_EXERCISE PROMPT_. Please transcribe exactly, and only, the lines of the data below between the line holding "in canonical order" and the line holding "fatal to the run", inclusive.

_DATA_.

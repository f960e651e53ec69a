//! Progress estimation
//!
//! A run is modeled as three sequential stages: company, the concurrent
//! batch (costed at the largest estimate among its four phases), then
//! market. A finished stage contributes its full estimate; a running stage
//! contributes elapsed time capped at its estimate. Estimates are static, so
//! the figure drifts when real durations differ from them. A finished run
//! reads 100 whatever state its phases were left in.
//!
//! TODO: learn per-phase estimates from durations observed in earlier runs.

use crate::phase::{Phase, PhaseKey};
use serde::Serialize;
use std::time::Duration;
use tokio::time::Instant;

/// Percent shown while any work is outstanding never exceeds this
pub const IN_FLIGHT_CAP: u8 = 95;

/// Point-in-time progress view
#[derive(Debug, Clone, PartialEq, Eq, Serialize)]
pub struct ProgressSnapshot {
    /// 0-100
    pub percent: u8,
    /// Time since the run started
    pub elapsed: Duration,
    /// Estimated time left
    pub estimated_remaining: Duration,
    /// Display names of active phases
    pub active_phases: Vec<&'static str>,
}

impl ProgressSnapshot {
    /// Active phase names joined for display
    #[must_use]
    pub fn active_label(&self) -> String {
        self.active_phases.join(", ")
    }
}

/// Estimate progress over the phase table
///
/// `phases` is indexed by [`PhaseKey::index`]. `finished` is set once the
/// run has ended (completed, failed or cancelled) and nothing is in flight.
pub(crate) fn estimate(
    phases: &[Phase],
    run_started: Option<Instant>,
    finished: bool,
    now: Instant,
) -> ProgressSnapshot {
    let stage = |keys: &[PhaseKey]| -> (Duration, Duration) {
        let members: Vec<&Phase> = keys.iter().map(|key| &phases[key.index()]).collect();
        let estimate = members
            .iter()
            .map(|phase| phase.estimated_duration)
            .max()
            .unwrap_or_default();
        let contributed = if members.iter().all(|phase| phase.status.is_terminal()) {
            estimate
        } else {
            members
                .iter()
                .filter_map(|phase| phase.started)
                .min()
                .map_or(Duration::ZERO, |start| {
                    now.saturating_duration_since(start).min(estimate)
                })
        };
        (estimate, contributed)
    };

    let stages = [
        stage(&[PhaseKey::Company]),
        stage(&PhaseKey::CONCURRENT),
        stage(&[PhaseKey::Market]),
    ];
    let total: Duration = stages.iter().map(|(estimate, _)| *estimate).sum();
    let contributed: Duration = stages.iter().map(|(_, done)| *done).sum();

    let percent = if finished {
        100
    } else if total.is_zero() {
        0
    } else {
        let raw = (contributed.as_secs_f64() / total.as_secs_f64() * 100.0).round();
        // bounded by IN_FLIGHT_CAP before the cast
        raw.min(f64::from(IN_FLIGHT_CAP)) as u8
    };

    ProgressSnapshot {
        percent,
        elapsed: run_started.map_or(Duration::ZERO, |start| now.saturating_duration_since(start)),
        estimated_remaining: if percent == 100 {
            Duration::ZERO
        } else {
            total.saturating_sub(contributed)
        },
        active_phases: phases
            .iter()
            .filter(|phase| phase.status == crate::phase::PhaseStatus::Active)
            .map(|phase| phase.display_name)
            .collect(),
    }
}
/// Statuses reachable from `from`
#[must_use]
pub fn allowed_transitions(from: PhaseStatus) -> &'static [PhaseStatus] {
    use PhaseStatus::*;
    match from {
        Pending => &[Active],
        Active => &[Completed, Error],
        Completed => &[],
        Error => &[Pending],
    }
}

/// Validates a status transition
pub fn validate_transition(from: PhaseStatus, to: PhaseStatus) -> Result<(), InvalidStateError> {
    if allowed_transitions(from).contains(&to) {
        Ok(())
    } else {
        Err(InvalidStateError::IllegalTransition { from, to })
    }
}

/// Why a phase ended in [`PhaseStatus::Error`]
#[derive(Debug, Clone, PartialEq, Eq, Serialize, Deserialize, thiserror::Error)]
#[serde(tag = "kind", content = "detail", rename_all = "snake_case")]
pub enum PhaseFailure {
    /// Collaborator call failed
    #[error("{0}")]
    Failed(String),
    /// Collaborator call timed out
    #[error("timed out after {0}s")]
    TimedOut(u64),
    /// Run was cancelled while the phase was active
    #[error("analysis cancelled")]
    Cancelled,
    /// Response was unusable
    #[error("malformed response: {0}")]
    MalformedResponse(String),
    /// Never invoked because a prerequisite failed
    #[error("skipped, prerequisite {0} failed")]
    Skipped(PhaseKey),
}

impl From<&CollaboratorError> for PhaseFailure {
    fn from(error: &CollaboratorError) -> Self {
        match error {
            CollaboratorError::Failed(message) => PhaseFailure::Failed(message.clone()),
            CollaboratorError::Timeout { secs } => PhaseFailure::TimedOut(*secs),
            CollaboratorError::Cancelled => PhaseFailure::Cancelled,
            CollaboratorError::MalformedResponse(message) => {
                PhaseFailure::MalformedResponse(message.clone())
            }
        }
    }
}

/// One unit of orchestrated work
#[derive(Debug, Clone)]
pub struct Phase {
    /// Phase key
    pub key: PhaseKey,
    /// Human-readable name
    pub display_name: &'static str,
    /// Estimate used for progress
    pub estimated_duration: Duration,
    /// Current status
    pub status: PhaseStatus,
    /// Wall-clock start
    pub started_at: Option<DateTime<Utc>>,
    /// Wall-clock end
    pub ended_at: Option<DateTime<Utc>>,
    /// Set iff status is completed
    pub result: Option<PhaseOutput>,
    /// Set iff status is error
    pub error: Option<PhaseFailure>,
    /// Operation currently in flight
    pub pending_operation: Option<OperationId>,
    pub(crate) started: Option<Instant>,
    pub(crate) ended: Option<Instant>,
}
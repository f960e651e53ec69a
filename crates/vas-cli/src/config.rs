//! Application configuration, loaded from TOML
//!
//! Every section is optional:
//!
//! ```toml
//! state_dir = ".vas"
//!
//! [pipeline]
//! phase_timeout_secs = 600
//! estimate_overrides_secs = { competitive = 150 }
//!
//! [state]
//! namespace = "vas"
//! max_archived = 20
//! archive_on_complete = true
//!
//! [simulation]
//! scale_ms = 20
//! ```

use anyhow::Context;
use serde::{Deserialize, Serialize};
use std::path::{Path, PathBuf};
use vas_pipeline::PipelineConfig;
use vas_state::StateStoreConfig;

#[derive(Debug, Clone, PartialEq, Serialize, Deserialize)]
#[serde(default)]
pub(crate) struct AppConfig {
    /// Directory of the file backend
    pub(crate) state_dir: PathBuf,
    pub(crate) pipeline: PipelineConfig,
    pub(crate) state: StateStoreConfig,
    pub(crate) simulation: SimulationConfig,
}

/// Simulated collaborators
#[derive(Debug, Clone, PartialEq, Eq, Serialize, Deserialize)]
#[serde(default)]
pub(crate) struct SimulationConfig {
    /// Milliseconds of simulated work per estimated second
    pub(crate) scale_ms: u64,
}

impl Default for AppConfig {
    fn default() -> Self {
        Self {
            state_dir: PathBuf::from(".vas"),
            pipeline: PipelineConfig::default(),
            state: StateStoreConfig::default(),
            simulation: SimulationConfig::default(),
        }
    }
}

impl Default for SimulationConfig {
    fn default() -> Self {
        Self { scale_ms: 20 }
    }
}

impl AppConfig {
    /// Load from `path`, or defaults when no path is given
    pub(crate) fn load(path: Option<&Path>) -> anyhow::Result<Self> {
        let Some(path) = path else {
            return Ok(Self::default());
        };
        let text = std::fs::read_to_string(path)
            .with_context(|| format!("reading config {}", path.display()))?;
        Self::from_toml(&text).with_context(|| format!("parsing config {}", path.display()))
    }

    pub(crate) fn from_toml(text: &str) -> Result<Self, toml::de::Error> {
        toml::from_str(text)
    }

    #[must_use]
    pub(crate) fn with_state_dir(mut self, dir: impl Into<PathBuf>) -> Self {
        self.state_dir = dir.into();
        self
    }

    #[must_use]
    pub(crate) fn with_scale_ms(mut self, scale_ms: u64) -> Self {
        self.simulation.scale_ms = scale_ms;
        self
    }
}
//! Analysis collaborators
//!
//! Each phase is backed by an external analysis service behind one uniform
//! async contract. The pipeline receives the six implementations up front
//! through [`CollaboratorSet`]; nothing is looked up globally.

use crate::error::CollaboratorError;
use crate::phase::PhaseKey;
use crate::types::{PhaseOutput, PrimaryInput};
use async_trait::async_trait;
use serde_json::Value;
use std::fmt;
use std::sync::Arc;
use tokio_util::sync::CancellationToken;

/// Input handed to a collaborator
#[derive(Debug, Clone, PartialEq)]
pub enum PhaseInput {
    /// URL and/or document (company, team)
    Primary(PrimaryInput),
    /// Derived description (funding, competitive, iprisk)
    Description(String),
    /// Derived description plus the competitive result (market)
    DescriptionWithCompetitive {
        /// Derived description
        description: String,
        /// Completed competitive result
        competitive: PhaseOutput,
    },
}

impl PhaseInput {
    /// Derived description, if this input carries one
    #[must_use]
    pub fn description(&self) -> Option<&str> {
        match self {
            PhaseInput::Primary(_) => None,
            PhaseInput::Description(description)
            | PhaseInput::DescriptionWithCompetitive { description, .. } => Some(description),
        }
    }
}

/// One external analysis operation
///
/// Implementations should watch `cancel` and return
/// [`CollaboratorError::Cancelled`] promptly once it fires. The pipeline does
/// not abort calls that ignore it; it only bounds them with the phase timeout.
#[async_trait]
pub trait AnalysisCollaborator: Send + Sync {
    /// Run the analysis and return its raw response
    async fn analyze(
        &self,
        input: PhaseInput,
        cancel: CancellationToken,
    ) -> Result<Value, CollaboratorError>;
}

/// The six collaborators, one per phase
#[derive(Clone)]
pub struct CollaboratorSet {
    entries: [Arc<dyn AnalysisCollaborator>; 6],
}

impl CollaboratorSet {
    /// Create from one collaborator per phase
    #[must_use]
    pub fn new(
        company: Arc<dyn AnalysisCollaborator>,
        team: Arc<dyn AnalysisCollaborator>,
        funding: Arc<dyn AnalysisCollaborator>,
        competitive: Arc<dyn AnalysisCollaborator>,
        market: Arc<dyn AnalysisCollaborator>,
        iprisk: Arc<dyn AnalysisCollaborator>,
    ) -> Self {
        Self {
            entries: [company, team, funding, competitive, market, iprisk],
        }
    }

    /// Create by asking `f` for each phase in canonical order
    pub fn from_fn(mut f: impl FnMut(PhaseKey) -> Arc<dyn AnalysisCollaborator>) -> Self {
        Self {
            entries: PhaseKey::ALL.map(&mut f),
        }
    }

    /// Collaborator for a phase
    #[inline]
    #[must_use]
    pub fn get(&self, key: PhaseKey) -> &Arc<dyn AnalysisCollaborator> {
        &self.entries[key.index()]
    }
}

impl fmt::Debug for CollaboratorSet {
    fn fmt(&self, f: &mut fmt::Formatter<'_>) -> fmt::Result {
        f.debug_struct("CollaboratorSet")
            .field("phases", &PhaseKey::ALL)
            .finish_non_exhaustive()
    }
}
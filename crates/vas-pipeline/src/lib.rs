//! VAS Pipeline - Venture Assessment orchestration
//!
//! Runs the six analysis phases of an assessment:
//! - `company` first; its failure is fatal to the run
//! - `team`, `funding`, `competitive` and `iprisk` concurrently once the
//!   company profile is known
//! - `market` after `competitive` settles
//!
//! Individual failures after `company` are isolated and aggregated into a
//! partial result that can be completed later with [`Pipeline::retry_phase`].
//!
//! # Example
//!
//! ```rust,ignore
//! use vas_pipeline::{CollaboratorSet, Pipeline, PipelineConfig, PrimaryInput};
//!
//! # async fn example(collaborators: CollaboratorSet) -> Result<(), Box<dyn std::error::Error>> {
//! let pipeline = Pipeline::builder(collaborators)
//!     .config(PipelineConfig::new())
//!     .build();
//!
//! let input = PrimaryInput::from_url("https://example.com")?;
//! let results = pipeline.start(input).await?;
//!
//! println!("{} of 6 phases completed", results.completed_count());
//! # Ok(())
//! # }
//! ```

#![warn(unreachable_pub)]
#![allow(missing_docs)]

// Core modules
pub mod checkpoint;
pub mod collaborator;
pub mod describe;
pub mod error;
pub mod events;
pub mod phase;
pub mod pipeline;
pub mod progress;
pub mod results;
pub mod types;

// Re-exports for convenience
pub use checkpoint::{CheckpointSink, ResumePoint};
pub use collaborator::{AnalysisCollaborator, CollaboratorSet, PhaseInput};
pub use describe::derive_description;
pub use error::{CollaboratorError, InvalidStateError, PipelineError, ValidationError};
pub use events::{EventBus, PipelineEvent};
pub use phase::{Phase, PhaseDescriptor, PhaseFailure, PhaseKey, PhaseStatus};
pub use pipeline::{Pipeline, PipelineBuilder};
pub use progress::ProgressSnapshot;
pub use results::{PipelineResults, RunOutcome};
pub use types::{DocumentRef, OperationId, PhaseOutput, PipelineConfig, PrimaryInput};

pub use tokio_util::sync::CancellationToken;

/// Prelude module for common imports
pub mod prelude {
    //! Common imports for working with the pipeline
    pub use crate::{
        AnalysisCollaborator, CancellationToken, CollaboratorError, CollaboratorSet, PhaseInput,
        PhaseKey, PhaseOutput, Pipeline, PipelineConfig, PipelineEvent, PipelineResults,
        PrimaryInput, RunOutcome,
    };
}

/// Version of this crate
pub const VERSION: &str = env!("CARGO_PKG_VERSION");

_REPLY TO THE TASK_.
    /// Create by asking `f` for each phase in canonical order
    pub fn from_fn(mut f: impl FnMut(PhaseKey) -> Arc<dyn AnalysisCollaborator>) -> Self {
        Self {
            entries: PhaseKey::ALL.map(&mut f),
        }
    }

    /// Collaborator for a phase
    #[inline]
    #[must_use]
    pub fn get(&self, key: PhaseKey) -> &Arc<dyn AnalysisCollaborator> {
        &self.entries[key.index()]
    }
}

impl fmt::Debug for CollaboratorSet {
    fn fmt(&self, f: &mut fmt::Formatter<'_>) -> fmt::Result {
        f.debug_struct("CollaboratorSet")
            .field("phases", &PhaseKey::ALL)
            .finish_non_exhaustive()
    }
}
filename crates/vas-pipeline/src/lib.rs
//! VAS Pipeline - Venture Assessment orchestration
//!
//! Runs the six analysis phases of an assessment:
//! - `company` first; its failure is fatal to the run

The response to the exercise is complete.